Of course, key challenges with all of the new anti-obesity medications include availability and cost, both of which pharmacists can help patients navigate. When grappling with limited availability, Clements said pharmacists can take several steps: contact an authorized supplier, review information from the manufacturer, contact other pharmacies or clinics, suggest alternative treatments, and emphasize the value of non-pharmacological therapy.

Due to shortages, Clements acknowledged that compounded anti-obesity medications have been a major topic of discussion in recent weeks. Although she said these options can be safe and efficacious when done properly by a licensed, regulated compounding facility, Clements emphasized the need for caution.

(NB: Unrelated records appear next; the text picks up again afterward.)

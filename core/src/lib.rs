//! Board logic for a grid-based mine-clearing puzzle.
//!
//! A [`GameSession`] owns a [`Grid`] of [`Cell`]s, places mines on the first reveal so that the
//! opening move is always safe, cascades reveals over empty regions and decides victory or defeat.
//! Every state change is queued as an [`Event`] for whatever presents the board.

#![no_std]

extern crate alloc;

use serde::{Deserialize, Serialize};

pub use cell::*;
pub use engine::*;
pub use error::*;
pub use event::*;
pub use generator::*;
pub use grid::*;
pub use session::*;
pub use types::*;

mod cell;
mod engine;
mod error;
mod event;
mod generator;
mod grid;
mod session;
mod types;

/// Largest exclusion zone around the opening move: the cell itself plus eight neighbors.
pub const MAX_OPENING_CELLS: CellCount = 9;

#[derive(Copy, Clone, Debug, PartialEq, Eq, Serialize, Deserialize)]
pub struct GameConfig {
    pub rows: Coord,
    pub columns: Coord,
    pub mines: CellCount,
}

impl GameConfig {
    pub const fn new_unchecked(rows: Coord, columns: Coord, mines: CellCount) -> Self {
        Self {
            rows,
            columns,
            mines,
        }
    }

    pub fn new(rows: Coord, columns: Coord, mines: CellCount) -> Result<Self> {
        let config = Self::new_unchecked(rows, columns, mines);
        config.validate()?;
        Ok(config)
    }

    /// Forces arbitrary input into a valid configuration, for sliders and free-form settings.
    pub fn clamped(rows: Coord, columns: Coord, mines: CellCount) -> Self {
        let rows = rows.clamp(1, Coord::MAX);
        let columns = columns.clamp(1, Coord::MAX);
        let mines = mines.min(mult(rows, columns) - 1);
        Self::new_unchecked(rows, columns, mines)
    }

    pub fn validate(&self) -> Result<()> {
        if self.rows < 1 || self.columns < 1 {
            return Err(GameError::InvalidDimensions {
                rows: self.rows,
                columns: self.columns,
            });
        }

        let cells = self.total_cells();
        if self.mines >= cells {
            return Err(GameError::InvalidMineCount {
                mines: self.mines,
                cells,
            });
        }

        Ok(())
    }

    pub const fn total_cells(&self) -> CellCount {
        mult(self.rows, self.columns)
    }

    pub const fn safe_cells(&self) -> CellCount {
        self.total_cells().saturating_sub(self.mines)
    }

    /// Whether the mines still fit when the full 3x3 opening is kept clear, wherever the first
    /// click lands.
    pub const fn guarantees_opening(&self) -> bool {
        self.mines < self.total_cells().saturating_sub(MAX_OPENING_CELLS)
    }

    pub const fn beginner() -> Self {
        Self::new_unchecked(9, 9, 10)
    }

    pub const fn intermediate() -> Self {
        Self::new_unchecked(16, 16, 40)
    }

    pub const fn expert() -> Self {
        Self::new_unchecked(16, 30, 99)
    }
}

impl Default for GameConfig {
    fn default() -> Self {
        Self::beginner()
    }
}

Additionally, like AE tolerance and clinical recommendations, Clements said managing costs can depend on individual patients and their needs.

“Obviously there are strategies. Let’s say some can’t afford it; you may have to go to a generic option or emphasize lifestyle modifications,” Clements said in an interview with Pharmacy Times. “I think it’s just really dependent on that person and how much they can budget out for their medications as a whole with everything else they have to pay for. But you can always think outside the box for those scenarios.”

Moving forward, Clements said she believes anti-obesity medications will continue to become more effective, even reaching the point of efficacy similar to bariatric surgery. Pharmacists can continue playing a large role in these treatments through educating providers, counseling patients, and publishing research.

“People have got to be doing things, and I think this would be a good time for them to look at what they’re doing and consider some type of publication to get the word out there, so that we can all learn from each other,” Clements told Pharmacy Times.


Clements J. Weight Management: Rise of the Resistance. Presented at APhA 2024 Meeting and Exposition. March 22, 2024.